Whats the replication factor on sdp_monitoring."13m"

cl0udgeek commented 7 years ago

have a replication factor of 2....running 4 data nodes and 3 meta nodes...

desa commented 7 years ago

@k1ng87 Just tested the stream version myself, and there's an initial trigger of the deadman that doesn't have tags, but that goes away after the deadman starts receiving data. Can you confirm that this is not the behavior you're seeing.

Before data:

"data":
{
  "series": [
    {
      "name": "stats",
      "columns": [
        "time",
        "emitted"
      ],
      "values": [
        [
          "2017-08-25T16:18:10Z",
          0
        ]
      ]
    }
  ]
}

After data

"data":
{
  "series": [
    {
      "name": "stats",
      "tags": {
        "cluster_id": "michaels-example-cluster",
        "cpu": "cpu-total",
        "host": "Michaels-MBP-2.router.edm"
      },
      "columns": [
        "time",
        "emitted"
      ],
      "values": [
        [
          "2017-08-25T16:03:30Z",
          1
        ]
      ]
    }
  ]
}

desa commented 7 years ago

Were those logs from the time when a data node was downed? Or just during normal runtime?

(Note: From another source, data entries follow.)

//! Alloy-backed implementations of the chain capability traits.
//!
//! Providers are expected to be built with retry/backoff transport layers
//! and a wallet filler carrying every pool signer; `TxOptions::from`
//! selects the signing key per submission.

use alloy::network::Ethereum;
use alloy::primitives::{Address, Bytes, B256, U256};
use alloy::providers::{PendingTransactionBuilder, Provider};
use alloy::rpc::types::{BlockNumberOrTag, Filter};
use alloy::sol_types::{SolCall, SolEvent};
use keeper_core::{wei, ChainEvent, EventKind, MarketKey};
use rust_decimal::Decimal;

use crate::abi::{
    self, Call3ResultSol, Call3Sol, IExchangeRates, IMulticall3, IPerpsV2ExchangeRate,
    IPerpsV2Market, IPerpsV2MarketData, IPyth,
};
use crate::client::{BlockInfo, BoxFuture, ChainClient};
use crate::contract::{
    MarketCall, MarketContract, MarketDirectory, MarketSummary, OnchainDelayedOrder, PendingTx,
    PythContract, TxOptions, TxOutcome,
};
use crate::error::{ChainError, ChainResult};
use crate::multicall::{Call3, Call3Result, Multicall};

fn rpc_err(e: impl std::fmt::Display) -> ChainError {
    ChainError::Rpc(e.to_string())
}

fn to_u64(value: U256, field: &str) -> ChainResult<u64> {
    u64::try_from(value).map_err(|_| ChainError::Decode(format!("{field} overflows u64")))
}

/// Right-pad an ASCII currency key into bytes32, contract-style.
pub fn encode_bytes32_str(s: &str) -> B256 {
    let mut raw = [0u8; 32];
    let bytes = s.as_bytes();
    let n = bytes.len().min(32);
    raw[..n].copy_from_slice(&bytes[..n]);
    B256::from(raw)
}

fn decode_bytes32_str(raw: B256) -> String {
    let trimmed: Vec<u8> = raw.iter().copied().take_while(|b| *b != 0).collect();
    String::from_utf8_lossy(&trimmed).into_owned()
}

fn topic0(kind: EventKind) -> B256 {
    use IPerpsV2Market as M;
    match kind {
        EventKind::FundingRecomputed => M::FundingRecomputed::SIGNATURE_HASH,
        EventKind::PositionModified => M::PositionModified::SIGNATURE_HASH,
        EventKind::PositionLiquidated => M::PositionLiquidated::SIGNATURE_HASH,
        EventKind::PositionFlagged => M::PositionFlagged::SIGNATURE_HASH,
        EventKind::DelayedOrderSubmitted => M::DelayedOrderSubmitted::SIGNATURE_HASH,
        EventKind::DelayedOrderRemoved => M::DelayedOrderRemoved::SIGNATURE_HASH,
    }
}

fn wrap_pending(pending: PendingTransactionBuilder<Ethereum>) -> PendingTx {
    let hash = *pending.tx_hash();
    PendingTx::new(
        hash,
        Box::pin(async move {
            let receipt = pending.get_receipt().await.map_err(rpc_err)?;
            if !receipt.status() {
                return Err(ChainError::Reverted(hash));
            }
            Ok(TxOutcome {
                hash,
                block_number: receipt.block_number.unwrap_or_default(),
                success: true,
            })
        }),
    )
}

/// Apply caller-decided submission parameters to a call builder and send.
macro_rules! send_with_opts {
    ($builder:expr, $opts:expr) => {{
        let mut b = $builder
            .from($opts.from)
            .nonce($opts.nonce)
            .value($opts.value);
        if let Some(gas) = $opts.gas_limit {
            b = b.gas(gas);
        }
        if let Some(price) = $opts.gas_price {
            b = b.gas_price(price);
        }
        b.send().await
    }};
}

// ============================================================================
// RpcChainClient
// ============================================================================

/// [`ChainClient`] over an alloy provider.
#[derive(Clone)]
pub struct RpcChainClient<P> {
    provider: P,
}

impl<P> RpcChainClient<P> {
    pub fn new(provider: P) -> Self {
        Self { provider }
    }
}

impl<P> ChainClient for RpcChainClient<P>
where
    P: Provider + Clone + Send + Sync + 'static,
{
    fn block_number(&self) -> BoxFuture<'_, ChainResult<u64>> {
        Box::pin(async move { self.provider.get_block_number().await.map_err(rpc_err) })
    }

    fn block(&self, number: u64) -> BoxFuture<'_, ChainResult<BlockInfo>> {
        Box::pin(async move {
            let block = self
                .provider
                .get_block_by_number(BlockNumberOrTag::Number(number))
                .await
                .map_err(rpc_err)?
                .ok_or(ChainError::BlockNotAvailable(number))?;
            Ok(BlockInfo {
                number,
                timestamp: block.header.timestamp,
            })
        })
    }

    fn latest_block(&self) -> BoxFuture<'_, ChainResult<BlockInfo>> {
        Box::pin(async move {
            let block = self
                .provider
                .get_block_by_number(BlockNumberOrTag::Latest)
                .await
                .map_err(rpc_err)?
                .ok_or(ChainError::BlockNotAvailable(0))?;
            Ok(BlockInfo {
                number: block.header.number,
                timestamp: block.header.timestamp,
            })
        })
    }

    fn gas_price(&self) -> BoxFuture<'_, ChainResult<u128>> {
        Box::pin(async move { self.provider.get_gas_price().await.map_err(rpc_err) })
    }

    fn transaction_count(&self, account: Address) -> BoxFuture<'_, ChainResult<u64>> {
        Box::pin(async move {
            self.provider
                .get_transaction_count(account)
                .await
                .map_err(rpc_err)
        })
    }

    fn balance(&self, account: Address) -> BoxFuture<'_, ChainResult<U256>> {
        Box::pin(async move { self.provider.get_balance(account).await.map_err(rpc_err) })
    }

    fn get_events<'a>(
        &'a self,
        contract: Address,
        kinds: &'a [EventKind],
        from_block: u64,
        to_block: u64,
    ) -> BoxFuture<'a, ChainResult<Vec<ChainEvent>>> {
        Box::pin(async move {
            let topics: Vec<B256> = kinds.iter().copied().map(topic0).collect();
            let filter = Filter::new()
                .address(contract)
                .event_signature(topics)
                .from_block(from_block)
                .to_block(to_block);
            let logs = self.provider.get_logs(&filter).await.map_err(rpc_err)?;
            logs.iter().map(abi::decode_market_log).collect()
        })
    }
}

// ============================================================================
// RpcMarketContract
// ============================================================================

/// [`MarketContract`] over a proxied PerpsV2 market plus the rates contracts.
pub struct RpcMarketContract<P: Provider + Clone + Send + Sync + 'static> {
    market_key: MarketKey,
    asset_key: B256,
    market: IPerpsV2Market::IPerpsV2MarketInstance<P>,
    exchange_rates: IExchangeRates::IExchangeRatesInstance<P>,
    perps_exchange_rate: IPerpsV2ExchangeRate::IPerpsV2ExchangeRateInstance<P>,
}

impl<P: Provider + Clone + Send + Sync + 'static> RpcMarketContract<P> {
    pub fn new(
        provider: P,
        market_key: MarketKey,
        asset: &str,
        market_address: Address,
        exchange_rates_address: Address,
        perps_exchange_rate_address: Address,
    ) -> Self {
        Self {
            market_key,
            asset_key: encode_bytes32_str(asset),
            market: IPerpsV2Market::new(market_address, provider.clone()),
            exchange_rates: IExchangeRates::new(exchange_rates_address, provider.clone()),
            perps_exchange_rate: IPerpsV2ExchangeRate::new(perps_exchange_rate_address, provider),
        }
    }
}

impl<P: Provider + Clone + Send + Sync + 'static> MarketContract for RpcMarketContract<P> {
    fn address(&self) -> Address {
        *self.market.address()
    }

    fn market_key(&self) -> &MarketKey {
        &self.market_key
    }

    fn current_round_id(&self) -> BoxFuture<'_, ChainResult<u64>> {
        Box::pin(async move {
            let round = self
                .exchange_rates
                .getCurrentRoundId(self.asset_key)
                .call()
                .await
                .map_err(rpc_err)?;
            to_u64(round, "currentRoundId")
        })
    }

    fn asset_price(&self) -> BoxFuture<'_, ChainResult<Decimal>> {
        Box::pin(async move {
            let ret = self.market.assetPrice().call().await.map_err(rpc_err)?;
            if ret.invalid {
                return Err(ChainError::Decode("asset price flagged invalid".into()));
            }
            Ok(wei::from_wei(ret.price)?)
        })
    }

    fn offchain_price_feed_id(&self) -> BoxFuture<'_, ChainResult<B256>> {
        Box::pin(async move {
            self.perps_exchange_rate
                .offchainPriceFeedId(self.asset_key)
                .call()
                .await
                .map_err(rpc_err)
        })
    }

    fn delayed_order(&self, account: Address) -> BoxFuture<'_, ChainResult<OnchainDelayedOrder>> {
        Box::pin(async move {
            let stored = self
                .market
                .delayedOrders(account)
                .call()
                .await
                .map_err(rpc_err)?;
            Ok(OnchainDelayedOrder {
                size_delta_is_zero: stored.sizeDelta == 0,
                target_round_id: u64::try_from(stored.targetRoundId)
                    .map_err(|_| ChainError::Decode("targetRoundId overflows u64".into()))?,
                executable_at_time: to_u64(stored.executableAtTime, "executableAtTime")?,
                intention_time: to_u64(stored.intentionTime, "intentionTime")?,
            })
        })
    }

    fn can_liquidate(&self, account: Address) -> BoxFuture<'_, ChainResult<bool>> {
        Box::pin(async move {
            self.market
                .canLiquidate(account)
                .call()
                .await
                .map_err(rpc_err)
        })
    }

    fn is_flagged(&self, account: Address) -> BoxFuture<'_, ChainResult<bool>> {
        Box::pin(async move { self.market.isFlagged(account).call().await.map_err(rpc_err) })
    }

    fn liquidation_price(&self, account: Address) -> BoxFuture<'_, ChainResult<Decimal>> {
        Box::pin(async move {
            let ret = self
                .market
                .liquidationPrice(account)
                .call()
                .await
                .map_err(rpc_err)?;
            if ret.invalid {
                return Err(ChainError::Decode("liquidation price flagged invalid".into()));
            }
            Ok(wei::from_wei(ret.price)?)
        })
    }

    fn estimate_gas(&self, call: &MarketCall) -> BoxFuture<'_, ChainResult<u64>> {
        let call = call.clone();
        Box::pin(async move {
            let result = match call {
                MarketCall::ExecuteDelayedOrder(account) => {
                    self.market.executeDelayedOrder(account).estimate_gas().await
                }
                MarketCall::ExecuteOffchainDelayedOrder(account, data) => {
                    self.market
                        .executeOffchainDelayedOrder(account, data)
                        .estimate_gas()
                        .await
                }
                MarketCall::FlagPosition(account) => {
                    self.market.flagPosition(account).estimate_gas().await
                }
                MarketCall::LiquidatePosition(account) => {
                    self.market.liquidatePosition(account).estimate_gas().await
                }
            };
            result.map_err(rpc_err)
        })
    }

    fn submit(&self, call: MarketCall, opts: TxOptions) -> BoxFuture<'_, ChainResult<PendingTx>> {
        Box::pin(async move {
            let pending = match call {
                MarketCall::ExecuteDelayedOrder(account) => {
                    send_with_opts!(self.market.executeDelayedOrder(account), opts)
                }
                MarketCall::ExecuteOffchainDelayedOrder(account, data) => {
                    send_with_opts!(self.market.executeOffchainDelayedOrder(account, data), opts)
                }
                MarketCall::FlagPosition(account) => {
                    send_with_opts!(self.market.flagPosition(account), opts)
                }
                MarketCall::LiquidatePosition(account) => {
                    send_with_opts!(self.market.liquidatePosition(account), opts)
                }
            }
            .map_err(rpc_err)?;
            Ok(wrap_pending(pending))
        })
    }

    fn encode_call(&self, call: &MarketCall) -> Bytes {
        match call {
            MarketCall::ExecuteDelayedOrder(account) => {
                IPerpsV2Market::executeDelayedOrderCall { account: *account }
                    .abi_encode()
                    .into()
            }
            MarketCall::ExecuteOffchainDelayedOrder(account, data) => {
                IPerpsV2Market::executeOffchainDelayedOrderCall {
                    account: *account,
                    priceUpdateData: data.clone(),
                }
                .abi_encode()
                .into()
            }
            MarketCall::FlagPosition(account) => {
                IPerpsV2Market::flagPositionCall { account: *account }
                    .abi_encode()
                    .into()
            }
            MarketCall::LiquidatePosition(account) => {
                IPerpsV2Market::liquidatePositionCall { account: *account }
                    .abi_encode()
                    .into()
            }
        }
    }
}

cl0udgeek commented 7 years ago

no, the data nodes were up and running...that happened when I started to see kapacitor throw alerts on deadman...that was also when the tick scripts were running in batch mode but now redeploying to run in stream mode

----EDIT------

correction...those two nodes were down...just didn't notice it before until a coworker pointed out the health check...

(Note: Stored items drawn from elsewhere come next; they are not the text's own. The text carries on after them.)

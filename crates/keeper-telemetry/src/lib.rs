//! Telemetry for the perps keeper: prometheus metrics and tracing setup.

pub mod error;
pub mod logging;
pub mod metrics;

pub use error::{TelemetryError, TelemetryResult};
pub use logging::init_logging;
pub use metrics::Metrics;
//! Prometheus metrics for the perps keeper.
//!
//! The metric namespace is dimensioned once at startup with the network name
//! (`Metrics::init`); individual recordings never attach ad-hoc dimensions.
//!
//! # Panics
//!
//! Metric registration uses `unwrap()` intentionally. A registration failure
//! means duplicate metric names, which should crash at startup rather than
//! fail silently. These panics only occur during static initialization.

use once_cell::sync::{Lazy, OnceCell};
use prometheus::{
    register_counter_vec, register_gauge_vec, CounterVec, GaugeVec,
};

/// Network dimension, set once by [`Metrics::init`].
static NETWORK: OnceCell<String> = OnceCell::new();

fn network() -> &'static str {
    NETWORK.get().map(String::as_str).unwrap_or("unknown")
}

/// Keeper process up-time in seconds.
pub static KEEPER_UP_TIME: Lazy<GaugeVec> = Lazy::new(|| {
    register_gauge_vec!(
        "perps_keeper_up_time_seconds",
        "Keeper process up-time in seconds",
        &["network"]
    )
    .unwrap()
});

/// Per-signer ETH balance.
pub static KEEPER_SIGNER_ETH_BALANCE: Lazy<GaugeVec> = Lazy::new(|| {
    register_gauge_vec!(
        "perps_keeper_signer_eth_balance",
        "ETH balance per signing key",
        &["network", "signer"]
    )
    .unwrap()
});

/// Keeper startups.
pub static KEEPER_START_UP: Lazy<CounterVec> = Lazy::new(|| {
    register_counter_vec!(
        "perps_keeper_start_up_total",
        "Keeper process startups",
        &["network"]
    )
    .unwrap()
});

/// Swallowed per-keeper errors.
pub static KEEPER_ERROR: Lazy<CounterVec> = Lazy::new(|| {
    register_counter_vec!(
        "perps_keeper_error_total",
        "Errors caught per keeper without aborting the tick",
        &["network", "keeper", "market"]
    )
    .unwrap()
});

/// Blocks between chain tip and last processed block at tick start.
pub static DISTRIBUTOR_BLOCK_DELTA: Lazy<GaugeVec> = Lazy::new(|| {
    register_gauge_vec!(
        "perps_keeper_distributor_block_delta",
        "Backlog between chain tip and last processed block",
        &["network"]
    )
    .unwrap()
});

/// Wall-clock duration of one distributor tick, milliseconds.
pub static DISTRIBUTOR_BLOCK_PROCESS_TIME: Lazy<GaugeVec> = Lazy::new(|| {
    register_gauge_vec!(
        "perps_keeper_distributor_block_process_time_ms",
        "Duration of one distributor tick in milliseconds",
        &["network"]
    )
    .unwrap()
});

/// Delayed orders executed on-chain by this keeper.
pub static DELAYED_ORDER_EXECUTED: Lazy<CounterVec> = Lazy::new(|| {
    register_counter_vec!(
        "perps_keeper_delayed_order_executed_total",
        "Delayed orders executed",
        &["network", "market"]
    )
    .unwrap()
});

/// Delayed orders found already executed when re-read before submit.
pub static DELAYED_ORDER_ALREADY_EXECUTED: Lazy<CounterVec> = Lazy::new(|| {
    register_counter_vec!(
        "perps_keeper_delayed_order_already_executed_total",
        "Delayed orders that vanished before submission",
        &["network", "market"]
    )
    .unwrap()
});

/// Off-chain delayed orders executed with a Pyth payload.
pub static OFFCHAIN_ORDER_EXECUTED: Lazy<CounterVec> = Lazy::new(|| {
    register_counter_vec!(
        "perps_keeper_offchain_order_executed_total",
        "Off-chain delayed orders executed",
        &["network", "market"]
    )
    .unwrap()
});

/// Positions liquidated by this keeper.
pub static POSITION_LIQUIDATED: Lazy<CounterVec> = Lazy::new(|| {
    register_counter_vec!(
        "perps_keeper_position_liquidated_total",
        "Positions liquidated",
        &["network", "market"]
    )
    .unwrap()
});

/// Configured signer pool size.
pub static SIGNER_POOL_SIZE: Lazy<GaugeVec> = Lazy::new(|| {
    register_gauge_vec!(
        "perps_keeper_signer_pool_size",
        "Number of configured signing keys",
        &["network"]
    )
    .unwrap()
});

/// Metrics facade.
pub struct Metrics;

impl Metrics {
    /// Attach the network dimension. Call once at startup, before any
    /// recording. Subsequent calls are ignored.
    pub fn init(network: impl Into<String>) {
        let _ = NETWORK.set(network.into());
    }

    pub fn up_time(seconds: f64) {
        KEEPER_UP_TIME.with_label_values(&[network()]).set(seconds);
    }

    pub fn signer_eth_balance(signer: &str, balance: f64) {
        KEEPER_SIGNER_ETH_BALANCE
            .with_label_values(&[network(), signer])
            .set(balance);
    }

    pub fn start_up() {
        KEEPER_START_UP.with_label_values(&[network()]).inc();
    }

    pub fn keeper_error(keeper: &str, market: &str) {
        KEEPER_ERROR
            .with_label_values(&[network(), keeper, market])
            .inc();
    }

    pub fn block_delta(delta: f64) {
        DISTRIBUTOR_BLOCK_DELTA
            .with_label_values(&[network()])
            .set(delta);
    }

    pub fn block_process_time(ms: f64) {
        DISTRIBUTOR_BLOCK_PROCESS_TIME
            .with_label_values(&[network()])
            .set(ms);
    }

    pub fn delayed_order_executed(market: &str) {
        DELAYED_ORDER_EXECUTED
            .with_label_values(&[network(), market])
            .inc();
    }

    pub fn delayed_order_already_executed(market: &str) {
        DELAYED_ORDER_ALREADY_EXECUTED
            .with_label_values(&[network(), market])
            .inc();
    }

    pub fn offchain_order_executed(market: &str) {
        OFFCHAIN_ORDER_EXECUTED
            .with_label_values(&[network(), market])
            .inc();
    }

    pub fn position_liquidated(market: &str) {
        POSITION_LIQUIDATED
            .with_label_values(&[network(), market])
            .inc();
    }

    pub fn signer_pool_size(size: usize) {
        SIGNER_POOL_SIZE
            .with_label_values(&[network()])
            .set(size as f64);
    }
}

cl0udgeek commented 7 years ago

so I switched the tick scripts to do streams now but now I'm not getting alerts...I see that it is subscribed to influx and the tasks are running but don't see any alerts come through.

desa commented 7 years ago

What's the output of

kapacitor show <task name>

This should show us where things are getting hung up.

cl0udgeek commented 7 years ago

nvm....configured the hostname wrong in the kapacitor config...working now

cl0udgeek commented 7 years ago

I'd like to open this backup as this still keeps happening...I did notice that kapacitor was maxing out the CPU so we bumped the ec2 to a c4.4xlarge but now they keep happening sporadically where all of the deadman alerts go off.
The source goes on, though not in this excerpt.